Due to delivery bottlenecks for many preliminary products purchased from abroad, German industry has had to accept severe production losses.

Study: Industry: Severe production losses due to supply bottlenecks

Due to delivery bottlenecks for many preliminary products purchased from abroad, German industry has had to accept severe production losses.

For this reason, goods worth almost 64 billion euros could not be manufactured from the beginning of 2021 to mid-2022, according to a study published by the Institute for Macroeconomics and Business Cycle Research (IMK) of the Hans Böckler Foundation on Monday. The auto industry was hit particularly hard. Their added value in Germany was down by almost 31 billion euros due to the lack of preliminary products.

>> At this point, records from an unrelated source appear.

impl Node {
    pub fn as_element(&self) -> Option<&Element> {
        match &self.kind {
            NodeKind::Element(el) => Some(el),
            NodeKind::Text(_) => None,
        }
    }
}

/// Editor-only transform bookkeeping for a node.
///
/// The rendered transform is always `base ∘ translate(tx, ty) ∘ rotate(r)`.
#[derive(Debug, Clone, Default, PartialEq)]
pub struct NodeTransform {
    pub translate_x: f64,
    pub translate_y: f64,
    pub rotation_degrees: f64,
    /// The inline transform the node had before it was first edited.
    pub base_transform: String,
    /// Explicit width once resized, in content units.
    pub width: Option<f64>,
    /// Explicit height once resized, in content units.
    pub height: Option<f64>,
}

impl NodeTransform {
    /// Record for a node seen for the first time.
    pub fn capture(base_transform: &str) -> Self {
        Self {
            base_transform: base_transform.trim().to_string(),
            ..Self::default()
        }
    }

    pub fn translation(&self) -> Vec2 {
        Vec2::new(self.translate_x, self.translate_y)
    }

    pub fn set_translation(&mut self, translation: Vec2) {
        self.translate_x = translation.x;
        self.translate_y = translation.y;
    }

    /// No edits on top of the base transform.
    pub fn is_identity(&self) -> bool {
        self.translate_x == 0.0
            && self.translate_y == 0.0
            && self.rotation_degrees == 0.0
            && self.width.is_none()
            && self.height.is_none()
    }

    /// Compose the CSS transform string.
    pub fn css(&self) -> String {
        let mut parts = Vec::new();
        if !self.base_transform.is_empty() {
            parts.push(self.base_transform.clone());
        }
        if self.translate_x != 0.0 || self.translate_y != 0.0 {
            parts.push(format!(
                "translate({}px, {}px)",
                self.translate_x, self.translate_y
            ));
        }
        if self.rotation_degrees != 0.0 {
            parts.push(format!("rotate({}deg)", self.rotation_degrees));
        }
        parts.join(" ")
    }
}

/// The root container of visual nodes.
#[derive(Debug, Clone, Default)]
pub struct Surface {
    nodes: HashMap<NodeId, Node>,
    roots: Vec<NodeId>,
    transforms: HashMap<NodeId, NodeTransform>,
}

impl Surface {
    /// Create an empty surface.
    pub fn new() -> Self {
        Self::default()
    }

    /// Parse markup into a fresh surface.
    pub fn parse(input: &str) -> EditorResult<Self> {
        markup::parse(input)
    }

    /// Serialize the whole surface.
    pub fn to_markup(&self) -> String {
        markup::serialize(self)
    }

    /// Top-level nodes, including whitespace text.
    pub fn roots(&self) -> &[NodeId] {
        &self.roots
    }

    pub(crate) fn roots_mut(&mut self) -> &mut Vec<NodeId> {
        &mut self.roots
    }

    /// Top-level element nodes in document order.
    pub fn element_roots(&self) -> Vec<NodeId> {
        self.roots
            .iter()
            .copied()
            .filter(|&id| self.element(id).is_some())
            .collect()
    }

    /// Whether the node is attached to this surface.
    pub fn contains(&self, id: NodeId) -> bool {
        self.nodes.contains_key(&id)
    }

    pub fn node(&self, id: NodeId) -> Option<&Node> {
        self.nodes.get(&id)
    }

    pub fn element(&self, id: NodeId) -> Option<&Element> {
        self.nodes.get(&id).and_then(Node::as_element)
    }

    pub fn element_mut(&mut self, id: NodeId) -> Option<&mut Element> {
        match self.nodes.get_mut(&id).map(|n| &mut n.kind) {
            Some(NodeKind::Element(el)) => Some(el),
            _ => None,
        }
    }

    pub fn parent(&self, id: NodeId) -> Option<NodeId> {
        self.nodes.get(&id).and_then(|n| n.parent)
    }

    pub fn children(&self, id: NodeId) -> &[NodeId] {
        self.nodes
            .get(&id)
            .map(|n| n.children.as_slice())
            .unwrap_or(&[])
    }

    /// Element children of a node.
    pub fn element_children(&self, id: NodeId) -> Vec<NodeId> {
        self.children(id)
            .iter()
            .copied()
            .filter(|&c| self.element(c).is_some())
            .collect()
    }

    /// Ancestors of a node, nearest first.
    pub fn ancestors(&self, id: NodeId) -> Vec<NodeId> {
        let mut result = Vec::new();
        let mut current = self.parent(id);
        while let Some(p) = current {
            result.push(p);
            current = self.parent(p);
        }
        result
    }

    /// All descendants of a node in document order (excluding the node).
    pub fn descendants(&self, id: NodeId) -> Vec<NodeId> {
        let mut out = Vec::new();
        for &child in self.children(id) {
            out.push(child);
            out.extend(self.descendants(child));
        }
        out
    }

    /// Every node in document order.
    pub fn document_order(&self) -> Vec<NodeId> {
        let mut out = Vec::new();
        for &root in &self.roots {
            out.push(root);
            out.extend(self.descendants(root));
        }
        out
    }

    /// Concatenated text of a subtree.
    pub fn text_content(&self, id: NodeId) -> String {
        let mut text = String::new();
        self.collect_text(id, &mut text);
        text
    }

    fn collect_text(&self, id: NodeId, out: &mut String) {
        let Some(node) = self.nodes.get(&id) else { return };
        match &node.kind {
            NodeKind::Text(t) => out.push_str(t),
            NodeKind::Element(_) => {
                for &child in &node.children {
                    self.collect_text(child, out);
                }
            }
        }
    }

    /// Follow element-child indices from a top-level block.
    pub fn element_at_path(&self, block: usize, path: &[usize]) -> Option<NodeId> {
        let mut current = *self.element_roots().get(block)?;
        for &index in path {
            current = *self.element_children(current).get(index)?;
        }
        Some(current)
    }

    /// Append an element under `parent` (or at top level).
    pub fn append_element(&mut self, parent: Option<NodeId>, element: Element) -> NodeId {
        self.append(parent, NodeKind::Element(element))
    }

    /// Append a text run under `parent` (or at top level).
    pub fn append_text(&mut self, parent: Option<NodeId>, text: impl Into<String>) -> NodeId {
        self.append(parent, NodeKind::Text(text.into()))
    }

    fn append(&mut self, parent: Option<NodeId>, kind: NodeKind) -> NodeId {
        let id = Uuid::new_v4();
        let parent = parent.filter(|p| self.nodes.contains_key(p));
        self.nodes.insert(
            id,
            Node {
                id,
                parent,
                kind,
                children: Vec::new(),
            },
        );
        match parent.and_then(|p| self.nodes.get_mut(&p)) {
            Some(p) => p.children.push(id),
            None => self.roots.push(id),
        }
        id
    }

    /// Replace a node's children with a single text run.
    pub fn set_text(&mut self, id: NodeId, text: impl Into<String>) -> bool {
        if self.element(id).is_none() {
            return false;
        }
        for child in self.children(id).to_vec() {
            self.drop_subtree(child);
        }
        if let Some(node) = self.nodes.get_mut(&id) {
            node.children.clear();
        }
        self.append_text(Some(id), text);
        true
    }

    /// Wrap chars `range` of a text run in `wrapper`, splitting the run
    /// around it. Offsets index the raw text. Returns the wrapper id, or
    /// `None` when `id` is not a text run or the range is empty.
    pub fn wrap_text_range(&mut self, id: NodeId, range: Range<usize>, wrapper: Element) -> Option<NodeId> {
        let node = self.nodes.get(&id)?;
        let NodeKind::Text(text) = &node.kind else {
            return None;
        };
        let parent = node.parent;
        let chars: Vec<char> = text.chars().collect();
        let end = range.end.min(chars.len());
        if range.start >= end {
            return None;
        }
        let before: String = chars[..range.start].iter().collect();
        let inside: String = chars[range.start..end].iter().collect();
        let after: String = chars[end..].iter().collect();

        let wrap_id = Uuid::new_v4();
        let inner = self.insert_detached(Some(wrap_id), NodeKind::Text(inside), Vec::new());
        self.nodes.insert(
            wrap_id,
            Node {
                id: wrap_id,
                parent,
                kind: NodeKind::Element(wrapper),
                children: vec![inner],
            },
        );

        let mut runs = Vec::with_capacity(3);
        if before.is_empty() {
            self.nodes.remove(&id);
        } else {
            if let Some(node) = self.nodes.get_mut(&id) {
                node.kind = NodeKind::Text(before);
            }
            runs.push(id);
        }
        runs.push(wrap_id);
        if !after.is_empty() {
            runs.push(self.insert_detached(parent, NodeKind::Text(after), Vec::new()));
        }

        let siblings = match parent {
            Some(p) => &mut self.nodes.get_mut(&p)?.children,
            None => &mut self.roots,
        };
        let pos = siblings.iter().position(|&s| s == id)?;
        siblings.splice(pos..=pos, runs);
        Some(wrap_id)
    }

    fn insert_detached(&mut self, parent: Option<NodeId>, kind: NodeKind, children: Vec<NodeId>) -> NodeId {
        let id = Uuid::new_v4();
        self.nodes.insert(
            id,
            Node {
                id,
                parent,
                kind,
                children,
            },
        );
        id
    }

    pub fn transform(&self, id: NodeId) -> Option<&NodeTransform> {
        self.transforms.get(&id)
    }

    pub fn transform_mut(&mut self, id: NodeId) -> Option<&mut NodeTransform> {
        self.transforms.get_mut(&id)
    }

    pub(crate) fn insert_transform(&mut self, id: NodeId, record: NodeTransform) {
        self.transforms.insert(id, record);
    }

    /// Get the node's transform record, capturing its base transform the
    /// first time. Returns None for detached nodes and text runs.
    pub fn ensure_transform(&mut self, id: NodeId) -> Option<&mut NodeTransform> {
        let base = self.element(id)?.style.get("transform").unwrap_or("").to_string();
        Some(
            self.transforms
                .entry(id)
                .or_insert_with(|| NodeTransform::capture(&base)),
        )
    }

    /// Detach a node and its subtree. Returns false if it was not attached.
    pub fn remove(&mut self, id: NodeId) -> bool {
        let Some(node) = self.nodes.get(&id) else {
            return false;
        };
        match node.parent {
            Some(parent) => {
                if let Some(p) = self.nodes.get_mut(&parent) {
                    p.children.retain(|&c| c != id);
                }
            }
            None => self.roots.retain(|&r| r != id),
        }
        self.drop_subtree(id);
        true
    }

    fn drop_subtree(&mut self, id: NodeId) {
        if let Some(node) = self.nodes.remove(&id) {
            self.transforms.remove(&id);
            for child in node.children {
                self.drop_subtree(child);
            }
        }
    }

    /// Deep-clone a node (fresh ids) and insert the copy right after it.
    /// Transform records are copied as-is.
    pub fn duplicate(&mut self, id: NodeId) -> Option<NodeId> {
        let parent = self.nodes.get(&id)?.parent;
        let clone = self.clone_subtree(id, parent)?;
        let siblings = match parent {
            Some(p) => &mut self.nodes.get_mut(&p)?.children,
            None => &mut self.roots,
        };
        let pos = siblings.iter().position(|&s| s == id)?;
        siblings.insert(pos + 1, clone);
        Some(clone)
    }

    fn clone_subtree(&mut self, id: NodeId, parent: Option<NodeId>) -> Option<NodeId> {
        let source = self.nodes.get(&id)?.clone();
        let new_id = Uuid::new_v4();
        if let Some(record) = self.transforms.get(&id).cloned() {
            self.transforms.insert(new_id, record);
        }
        let children = source
            .children
            .iter()
            .filter_map(|&child| self.clone_subtree(child, Some(new_id)))
            .collect();
        self.nodes.insert(
            new_id,
            Node {
                id: new_id,
                parent,
                kind: source.kind,
                children,
            },
        );
        Some(new_id)
    }

    pub fn is_empty(&self) -> bool {
        self.roots.is_empty()
    }

    /// Number of attached nodes.
    pub fn len(&self) -> usize {
        self.nodes.len()
    }
}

"These figures underscore the need to attach greater importance to the resilience of the supply chains at the expense of cost efficiency in the future," emphasized the IMK experts Thomas Theobald and Peter Hohlfeld. According to the experts' calculations, without the disruptions to the supply chains, German gross domestic product would have been 1.2 percent higher at the end of 2021 and 1.5 percent higher in mid-2022. The impairments are due in particular to production losses in East Asia and transport problems, but also to misjudgments in the procurement strategies of companies.

The extent of the failures makes it clear that the previous business policy orientation, with which German industry is integrated into international supply chains, is anything but ideal in stressful global economic situations, warned Theobald and Hohlfeld. A strategy that focuses on greater resilience, more storage reserves, diversification and sustainability of the supply chains promises better results. This is all the more important since the ongoing zero-Covid strategy in China and new geopolitical tensions in connection with the conflicts in Ukraine and with Taiwan as an internationally important semiconductor location could result in new supply bottlenecks.